DIRECTIONS
In this exercise, reproduce all the entries that follow exactly.

ENTRIES SUPPLIED

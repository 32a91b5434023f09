use std::cell::RefCell;
use std::collections::HashMap;

use super::KvStore;
use crate::error::StorageError;

/// In-process key-value store with no durability.
///
/// Used by tests and by callers that only need the data for the lifetime of
/// the process.
#[derive(Debug, Default)]
pub struct MemoryStore {
    values: RefCell<HashMap<String, String>>,
}

impl MemoryStore {
    pub fn new() -> Self {
        Self::default()
    }
}

impl KvStore for MemoryStore {
    fn kv_get(&self, key: &str) -> Result<Option<String>, StorageError> {
        Ok(self.values.borrow().get(key).cloned())
    }

    fn kv_set(&self, key: &str, value: &str) -> Result<(), StorageError> {
        self.values
            .borrow_mut()
            .insert(key.to_string(), value.to_string());
        Ok(())
    }
}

WRITTEN RESPONSE
repository 32a91b5434023f09
use std::cell::RefCell;
use std::collections::HashMap;

use super::KvStore;
use crate::error::StorageError;

/// In-process key-value store with no durability.
///
/// Used by tests and by callers that only need the data for the lifetime of
/// the process.
#[derive(Debug, Default)]
pub struct MemoryStore {
    values: RefCell<HashMap<String, String>>,
}

impl MemoryStore {
    pub fn new() -> Self {
        Self::default()
    }
}

impl KvStore for MemoryStore {
    fn kv_get(&self, key: &str) -> Result<Option<String>, StorageError> {
        Ok(self.values.borrow().get(key).cloned())
    }

    fn kv_set(&self, key: &str, value: &str) -> Result<(), StorageError> {
        self.values
            .borrow_mut()
            .insert(key.to_string(), value.to_string());
        Ok(())
    }
}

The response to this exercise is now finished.